0
votes

I've got a scenario where I need to query the datastore for some random users who have been active in the last X minutes.

Each of my User entities have a property called 'random'. When I want to find some random users I generate a random min and max value and use them to query the datastore against the users random property.

This is what I've got so far:

public static List<Entity> getRandomUsers(Key filterKey, String gender, String language, int maxResults) {
    ArrayList<Entity> nonDuplicateEntities = new ArrayList<>();

    HashSet<Entity> hashSet = new HashSet<>();
    int attempts = 0;
    while (nonDuplicateEntities.size() < maxResults) {
        attempts++;
        if (attempts >= 10) {
            return nonDuplicateEntities;
        }

        double ran1 = Math.random();
        double ran2 = Math.random();

        Filter randomMinFilter = new Query.FilterPredicate(Constants.KEY_RANDOM, Query.FilterOperator.GREATER_THAN_OR_EQUAL, Math.min(ran1, ran2));
        Filter randomMaxFilter = new Query.FilterPredicate(Constants.KEY_RANDOM, Query.FilterOperator.LESS_THAN_OR_EQUAL, Math.max(ran1, ran2));
        Filter languageFilter = new Query.FilterPredicate(Constants.KEY_LANGUAGE, Query.FilterOperator.EQUAL, language);

        Filter randomRangeFilter;
        if (gender == null || gender.equals(Constants.GENDER_ANY)) {
            randomRangeFilter = Query.CompositeFilterOperator.and(randomMinFilter, randomMaxFilter, languageFilter);
        } else {
            Filter genderFilter = new Query.FilterPredicate(Constants.KEY_GENDER, Query.FilterOperator.EQUAL, gender);
            randomRangeFilter = Query.CompositeFilterOperator.and(randomMinFilter, randomMaxFilter, genderFilter, languageFilter);
        }

        Query q = new Query(Constants.KEY_USER_CLASS).setFilter(randomRangeFilter);

        PreparedQuery pq = DatastoreServiceFactory.getDatastoreService().prepare(q);

        List<Entity> entities = pq.asList(FetchOptions.Builder.withLimit(maxResults - nonDuplicateEntities.size()));
        for (Entity entity : entities) {
            if (filterKey.equals(entity.getKey())) {
                continue;
            }
            if (hashSet.add(entity)) {
                nonDuplicateEntities.add(entity);
            }
            if (nonDuplicateEntities.size() == maxResults) {
                return nonDuplicateEntities;
            }
        }
    }

    return nonDuplicateEntities;
}

I now need just users who have been active recently.
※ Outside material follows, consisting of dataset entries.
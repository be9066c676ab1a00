//! # Parse Objects
//!
//! A `Parse` is one full candidate interpretation of a line: the structural
//! candidate it was built around, a private deep copy of the preliminary
//! note/arc state, and everything the pipeline computes from there. Sibling
//! parses share no mutable state, so candidates can be evaluated in any
//! order (or in parallel by an enclosing driver).
//!
//! ## State machine
//! ```text
//! unbuilt -> (basic-arc search) -> failed(errors)
//!                               -> basic-established
//!                                    -> secondary-rules-assigned
//!                                    -> locally-resolved-checked
//!                                    -> arcs-pruned
//!                                    -> levels-set
//!                                    -> arcs-gathered
//!                                    -> complete
//! ```
//! Terminal states are `failed` and `complete`; no mutation occurs after
//! `complete`. A parse that reaches `complete` with accumulated errors is
//! still discarded by the collector.
//!
//! ## Related Modules
//! - `structure` - Builds the basic arc (stage one)
//! - `rules` - Secondary-rule assignment, local resolutions, pruning
//! - `levels` - Dependency and arc levels

use crate::arc::Arc;
use crate::config::{LineType, ParserConfig};
use crate::context::LineContext;
use crate::note::{Note, TieRole};
use crate::prelim::Preliminary;
use crate::{levels, rules, structure};

/// Progress of a parse through the pipeline.
#[derive(Debug, Clone, Copy, PartialEq, Eq)]
pub enum ParseState {
    Unbuilt,
    Failed,
    BasicEstablished,
    SecondaryRulesAssigned,
    LocallyResolvedChecked,
    ArcsPruned,
    LevelsSet,
    ArcsGathered,
    Complete,
}

/// One candidate interpretation of a line.
#[derive(Debug, Clone)]
pub struct Parse {
    pub line_type: LineType,
    /// Which inference strategy produced the basic arc.
    pub method: usize,
    pub notes: Vec<Note>,
    pub arcs: Vec<Arc>,
    /// Final tonic.
    pub s1_index: usize,
    pub s2_index: Option<usize>,
    pub s3_index: Option<usize>,
    pub s4_index: Option<usize>,
    /// Primary lines: the interior notes of the basic arc.
    pub s3_indexes: Vec<usize>,
    /// The basic arc's note indices once established.
    pub arc_basic: Option<Vec<usize>>,
    /// Open heads inherited from the preliminary parse.
    pub open_heads: Vec<usize>,
    pub local_insertions: Vec<usize>,
    pub errors: Vec<String>,
    pub state: ParseState,
}

impl Parse {
    /// Deep-copy the preliminary state into a fresh candidate parse.
    pub fn from_preliminary(prelim: &Preliminary, line_type: LineType, s1_index: usize) -> Self {
        Self {
            line_type,
            method: 0,
            notes: prelim.notes.clone(),
            arcs: prelim.arcs.clone(),
            s1_index,
            s2_index: None,
            s3_index: None,
            s4_index: None,
            s3_indexes: Vec::new(),
            arc_basic: None,
            open_heads: prelim.open_heads.clone(),
            local_insertions: prelim.local_insertions.clone(),
            errors: prelim.errors.clone(),
            state: ParseState::Unbuilt,
        }
    }

    /// Run the pipeline to a terminal state.
    pub fn perform(&mut self, context: &LineContext, config: &ParserConfig) {
        if self.state != ParseState::BasicEstablished {
            // the structure engine marks success before perform is called
            self.state = ParseState::Failed;
            return;
        }
        structure::attach_open_heads(self);
        rules::assign_secondary_rules(self, context, config);
        self.state = ParseState::SecondaryRulesAssigned;
        rules::test_local_resolutions(self, context, config);
        self.state = ParseState::LocallyResolvedChecked;
        rules::prune_arcs(self, context, config);
        self.state = ParseState::ArcsPruned;
        if config.get_structural_levels {
            levels::set_dependency_levels(self, config);
            self.propagate_tie_levels();
        }
        self.state = ParseState::LevelsSet;
        levels::set_arc_levels(self);
        self.state = ParseState::ArcsGathered;
        self.state = if self.errors.is_empty() {
            ParseState::Complete
        } else {
            ParseState::Failed
        };
    }

    /// Tie followers inherit the rule and level of their tie head.
    fn propagate_tie_levels(&mut self) {
        for idx in 0..self.notes.len() {
            if matches!(self.notes[idx].tie, TieRole::Continue | TieRole::Stop) {
                let head = (0..idx)
                    .rev()
                    .find(|&h| self.notes[h].is_scanned());
                if let Some(h) = head {
                    self.notes[idx].rule = self.notes[h].rule;
                }
            }
        }
    }

    /// Signature used by the collector to deduplicate equivalent parses.
    pub fn signature(&self) -> (LineType, Vec<Vec<usize>>, Vec<Option<&'static str>>) {
        let mut arcs: Vec<Vec<usize>> = self.arcs.iter().map(|a| a.notes.clone()).collect();
        arcs.sort();
        let labels = self
            .notes
            .iter()
            .map(|n| n.rule.name.map(|r| r.as_str()))
            .collect();
        (self.line_type, arcs, labels)
    }
}

#[cfg(test)]
mod tests {
    use super::*;
    use crate::config::Species;
    use crate::context::LineContext;
    use crate::note::{Csd, Direction};
    use crate::prelim::preliminary_parse;

    fn major_line(values: &[i32]) -> Vec<Note> {
        let semis = [0, 2, 4, 5, 7, 9, 11];
        values
            .iter()
            .enumerate()
            .map(|(i, &v)| {
                let pitch = 12 * v.div_euclid(7) + semis[v.rem_euclid(7) as usize];
                Note::new(i, Csd::new(v, Direction::Bidirectional), pitch, i + 1, 1.0, i as f64)
            })
            .collect()
    }

    #[test]
    fn test_unbuilt_parse_fails() {
        let notes = major_line(&[0, 1, 2, 1, 0]);
        let context = LineContext::monotriadic();
        let config = ParserConfig {
            species: Species::First,
            ..ParserConfig::default()
        };
        let prelim = preliminary_parse(notes, &context, &config);
        let mut parse = Parse::from_preliminary(&prelim, LineType::Generic, 4);
        parse.perform(&context, &config);
        assert_eq!(parse.state, ParseState::Failed);
    }
}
Each of the User entities also have a 'last active' property, which I want to include in the query e.g. last active > 30 minutes ago.

This would mean having an inequality filter on two properties, which I can't do.

What is the most efficient way to do this?

I could get all user entities active in the last X minutes, and then pick some random ones. I could leave my code as is and do a check for last active before adding them to the non duplicate entity list, but this might involve lots of calls to the datastore.

Is there some other way I can do this just using the query?

1
How fixed is X in your random minutes, and over what period are you interested, a few mintues, 10 minutes 50 minutes ? - Tim Hoffman
@TimHoffman The minutes value won't be random, it will be a constant value anywhere between 10 and 30 - Simon
Once you have a list of n users recently active you could randomly pick some out of the list for display in-memory. Storing random values in a database ... let's just say that it may not be the best of all ideas. Indexes on random values and sorting by those is just waste of money imho. - konqi
Though a keys only query for users with recent activity , say last 50, and then randomly choose a key and then get that single entity wouldn't be too expensive. In addition you could cache the keys in memcache for a short periods and reuse for a random pick until the cache expires. - Tim Hoffman
@Simon please add the link to the answer you're refering to so i can scold somebody ;-). Tim's last comment is probably the best solution. Also note that random values in the database will not give you the random result you would expect. The users would always be sorted in the same order, so if there was a user with a very low random value he'd always dominate your recent activities (or whatever) list. Tim: May I suggest you make an answer out of your comment? - konqi

1 Answers

3
votes

Given the above comments as requested here is one approach.

With the assumption you have a "last active" property which stores a date time stamp you can then perform a keys only query where the last active datetime_stamp > "a datetime stamp of interest".

On retrieving the keys perform a random choice on the result set, then explicitly fetch the key with a get operation. This will limit costs to small ops and a get.

I would consider then caching this set of keys in memcache, with a defined expiry period, so you can re-use the set of keys if you need another random choice in the next nominated period rather than re-querying, 2 secs later. Accuracy doesn't appear to be too important given the random choice.

If you do adopt the caching strategy, you do have to deal with cache expiry and refreshing the cache.

A potential issue here is running into the dogpile effect, where multiple requests all fail to retrieve the cache at the same time and each handler starts building the cache. In a lightly loaded system this may not be an issue, in a heavily loaded system with a lot of activity, you may want to keep the cache active with a task. - Just something to think about.